Work required:
Going down the listing below, print exactly each line from the one with "values.iter().copied().reduce(f64::min)" up to and including the one with "assert!(min(&[]).is_none());", and skip the rest.
* * * * * * * * *
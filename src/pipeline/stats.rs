//! Small NaN-aware statistics shared by the quality enforcer and the
//! feature builder.

/// Linearly interpolated percentile (pandas `quantile` default). `q` in
/// [0, 1]. Returns None on an empty slice.
pub fn percentile_linear(values: &[f64], q: f64) -> Option<f64> {
    if values.is_empty() {
        return None;
    }
    let mut sorted: Vec<f64> = values.to_vec();
    sorted.sort_by(|a, b| a.partial_cmp(b).unwrap_or(std::cmp::Ordering::Equal));

    let rank = q.clamp(0.0, 1.0) * (sorted.len() - 1) as f64;
    let lo = rank.floor() as usize;
    let hi = rank.ceil() as usize;
    if lo == hi {
        return Some(sorted[lo]);
    }
    let frac = rank - lo as f64;
    Some(sorted[lo] + frac * (sorted[hi] - sorted[lo]))
}

/// Median with the usual even-count interpolation. None on empty input.
pub fn median(values: &[f64]) -> Option<f64> {
    percentile_linear(values, 0.5)
}

pub fn min(values: &[f64]) -> Option<f64> {
    values.iter().copied().reduce(f64::min)
}

pub fn max(values: &[f64]) -> Option<f64> {
    values.iter().copied().reduce(f64::max)
}

#[cfg(test)]
mod tests {
    use super::*;
    use approx::assert_relative_eq;

    #[test]
    fn percentile_interpolates_between_ranks() {
        let values = vec![1.0, 2.0, 3.0, 4.0];
        assert_relative_eq!(percentile_linear(&values, 0.5).unwrap(), 2.5);
        assert_relative_eq!(percentile_linear(&values, 0.0).unwrap(), 1.0);
        assert_relative_eq!(percentile_linear(&values, 1.0).unwrap(), 4.0);
    }

    #[test]
    fn percentile_handles_unsorted_input() {
        let values = vec![3.0, 1.0, 2.0];
        assert_relative_eq!(percentile_linear(&values, 0.5).unwrap(), 2.0);
    }

    #[test]
    fn median_of_two_values_is_their_mean() {
        assert_relative_eq!(median(&[0.0, 1.0]).unwrap(), 0.5);
    }

    #[test]
    fn empty_input_yields_none() {
        assert!(percentile_linear(&[], 0.999).is_none());
        assert!(median(&[]).is_none());
        assert!(min(&[]).is_none());
        assert!(max(&[]).is_none());
    }

    #[test]
    fn min_max_over_slice() {
        let values = vec![5.0, -2.0, 7.5];
        assert_relative_eq!(min(&values).unwrap(), -2.0);
        assert_relative_eq!(max(&values).unwrap(), 7.5);
    }
}
//! Walk-forward backtesting.

pub mod evaluator;

pub use evaluator::{EvalError, WalkForwardEvaluator};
* * * * * * * * *
Solved problem:
    values.iter().copied().reduce(f64::min)
}

pub fn max(values: &[f64]) -> Option<f64> {
    values.iter().copied().reduce(f64::max)
}

#[cfg(test)]
mod tests {
    use super::*;
    use approx::assert_relative_eq;

    #[test]
    fn percentile_interpolates_between_ranks() {
        let values = vec![1.0, 2.0, 3.0, 4.0];
        assert_relative_eq!(percentile_linear(&values, 0.5).unwrap(), 2.5);
        assert_relative_eq!(percentile_linear(&values, 0.0).unwrap(), 1.0);
        assert_relative_eq!(percentile_linear(&values, 1.0).unwrap(), 4.0);
    }

    #[test]
    fn percentile_handles_unsorted_input() {
        let values = vec![3.0, 1.0, 2.0];
        assert_relative_eq!(percentile_linear(&values, 0.5).unwrap(), 2.0);
    }

    #[test]
    fn median_of_two_values_is_their_mean() {
        assert_relative_eq!(median(&[0.0, 1.0]).unwrap(), 0.5);
    }

    #[test]
    fn empty_input_yields_none() {
        assert!(percentile_linear(&[], 0.999).is_none());
        assert!(median(&[]).is_none());
        assert!(min(&[]).is_none());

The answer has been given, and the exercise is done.